▶ TASK STATEMENT: Each record that follows must be reproduced exactly.

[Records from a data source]
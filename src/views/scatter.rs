//! CO₂ vs GDP scatter plot, sized by population.

use serde::{Deserialize, Serialize};
use std::collections::BTreeSet;

use crate::aggregate::{extent, scatter_points, ScatterPoint};
use crate::config::Config;
use crate::data::Dataset;
use crate::region::Rgb;
use crate::scale::{BrushRect, ContinuousScale, ScaleMode};
use crate::selection::SelectionState;

use super::{DIMMED, OPAQUE};

/// Resting opacity when no brush is active.
pub const RESTING: f64 = 0.6;
pub const RADIUS_RANGE: (f64, f64) = (5.0, 20.0);

#[derive(Debug, Clone, PartialEq, Serialize, Deserialize)]
pub struct ScatterMark {
    #[serde(flatten)]
    pub point: ScatterPoint,
    pub cx: f64,
    pub cy: f64,
    pub r: f64,
    pub color: Rgb,
    pub opacity: f64,
}

#[derive(Debug, Clone, PartialEq, Serialize, Deserialize)]
pub struct ScatterView {
    pub year: i32,
    pub title: String,
    pub mode: ScaleMode,
    pub x_label: String,
    pub y_label: String,
    pub x: ContinuousScale,
    pub y: ContinuousScale,
    pub marks: Vec<ScatterMark>,
}

fn axis_scale(mode: ScaleMode, values: &[f64], range: (f64, f64)) -> ContinuousScale {
    let domain = extent(values.iter().copied()).unwrap_or((0.0, 1.0));
    ContinuousScale::new(mode, domain, range).nice()
}

impl ScatterView {
    pub fn build(dataset: &Dataset, state: &SelectionState, cfg: &Config) -> Self {
        let points = scatter_points(dataset.records(), state.year, state.drill_filter.as_ref());
        let mode = state.scale_mode;

        let co2: Vec<f64> = points.iter().map(|p| p.co2).collect();
        let gdp: Vec<f64> = points.iter().map(|p| p.gdp_billions).collect();
        let x = axis_scale(mode, &co2, (0.0, cfg.scatter_width));
        let y = axis_scale(mode, &gdp, (cfg.scatter_height, 0.0));
        let size = ContinuousScale::linear(
            extent(points.iter().map(|p| p.population as f64)).unwrap_or((0.0, 1.0)),
            RADIUS_RANGE,
        )
        .nice();

        let marks = points
            .into_iter()
            .map(|point| {
                let opacity = match &state.brushed {
                    None => RESTING,
                    Some(set) if set.contains(&point.country) => OPAQUE,
                    Some(_) => DIMMED,
                };
                ScatterMark {
                    cx: x.apply(point.co2),
                    cy: y.apply(point.gdp_billions),
                    r: size.apply(point.population as f64),
                    color: point.region.color(),
                    opacity,
                    point,
                }
            })
            .collect();

        let subject = state
            .drill_filter
            .as_ref()
            .map_or("Country", |f| f.value.as_str());
        let (x_label, y_label) = match mode {
            ScaleMode::Linear => ("CO₂ Emissions (Million tons)", "GDP (Billion USD)"),
            ScaleMode::Log => ("Log of CO₂ Emissions (Million tons)", "Log of GDP (Billion USD)"),
        };

        Self {
            year: state.year,
            title: format!(
                "CO₂ Emission vs GDP by {} in {} ({} Scale)",
                subject,
                state.year,
                mode.label()
            ),
            mode,
            x_label: x_label.to_string(),
            y_label: y_label.to_string(),
            x,
            y,
            marks,
        }
    }

    /// Countries whose marks fall inside a pixel rectangle.
    pub fn brushed_countries(&self, rect: &BrushRect) -> BTreeSet<String> {
        self.marks
            .iter()
            .filter(|m| rect.contains(m.cx, m.cy))
            .map(|m| m.point.country.clone())
            .collect()
    }
}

▶ REPLY TO THE TASK:
filename src/views/scatter.rs
//! CO₂ vs GDP scatter plot, sized by population.

use serde::{Deserialize, Serialize};
use std::collections::BTreeSet;

use crate::aggregate::{extent, scatter_points, ScatterPoint};
use crate::config::Config;
use crate::data::Dataset;
use crate::region::Rgb;
use crate::scale::{BrushRect, ContinuousScale, ScaleMode};
use crate::selection::SelectionState;

use super::{DIMMED, OPAQUE};

/// Resting opacity when no brush is active.
pub const RESTING: f64 = 0.6;
pub const RADIUS_RANGE: (f64, f64) = (5.0, 20.0);

#[derive(Debug, Clone, PartialEq, Serialize, Deserialize)]
pub struct ScatterMark {
    #[serde(flatten)]
    pub point: ScatterPoint,
    pub cx: f64,
    pub cy: f64,
    pub r: f64,
    pub color: Rgb,
    pub opacity: f64,
}

#[derive(Debug, Clone, PartialEq, Serialize, Deserialize)]
pub struct ScatterView {
    pub year: i32,
    pub title: String,
    pub mode: ScaleMode,
    pub x_label: String,
    pub y_label: String,
    pub x: ContinuousScale,
    pub y: ContinuousScale,
    pub marks: Vec<ScatterMark>,
}

fn axis_scale(mode: ScaleMode, values: &[f64], range: (f64, f64)) -> ContinuousScale {
    let domain = extent(values.iter().copied()).unwrap_or((0.0, 1.0));
    ContinuousScale::new(mode, domain, range).nice()
}

impl ScatterView {
    pub fn build(dataset: &Dataset, state: &SelectionState, cfg: &Config) -> Self {
        let points = scatter_points(dataset.records(), state.year, state.drill_filter.as_ref());
        let mode = state.scale_mode;

        let co2: Vec<f64> = points.iter().map(|p| p.co2).collect();
        let gdp: Vec<f64> = points.iter().map(|p| p.gdp_billions).collect();
        let x = axis_scale(mode, &co2, (0.0, cfg.scatter_width));
        let y = axis_scale(mode, &gdp, (cfg.scatter_height, 0.0));
        let size = ContinuousScale::linear(
            extent(points.iter().map(|p| p.population as f64)).unwrap_or((0.0, 1.0)),
            RADIUS_RANGE,
        )
        .nice();

        let marks = points
            .into_iter()
            .map(|point| {
                let opacity = match &state.brushed {
                    None => RESTING,
                    Some(set) if set.contains(&point.country) => OPAQUE,
                    Some(_) => DIMMED,
                };
                ScatterMark {
                    cx: x.apply(point.co2),
                    cy: y.apply(point.gdp_billions),
                    r: size.apply(point.population as f64),
                    color: point.region.color(),
                    opacity,
                    point,
                }
            })
            .collect();

        let subject = state
            .drill_filter
            .as_ref()
            .map_or("Country", |f| f.value.as_str());
        let (x_label, y_label) = match mode {
            ScaleMode::Linear => ("CO₂ Emissions (Million tons)", "GDP (Billion USD)"),
            ScaleMode::Log => ("Log of CO₂ Emissions (Million tons)", "Log of GDP (Billion USD)"),
        };

        Self {
            year: state.year,
            title: format!(
                "CO₂ Emission vs GDP by {} in {} ({} Scale)",
                subject,
                state.year,
                mode.label()
            ),
            mode,
            x_label: x_label.to_string(),
            y_label: y_label.to_string(),
            x,
            y,
            marks,
        }
    }

    /// Countries whose marks fall inside a pixel rectangle.
    pub fn brushed_countries(&self, rect: &BrushRect) -> BTreeSet<String> {
        self.marks
            .iter()
            .filter(|m| rect.contains(m.cx, m.cy))
            .map(|m| m.point.country.clone())
            .collect()
    }
}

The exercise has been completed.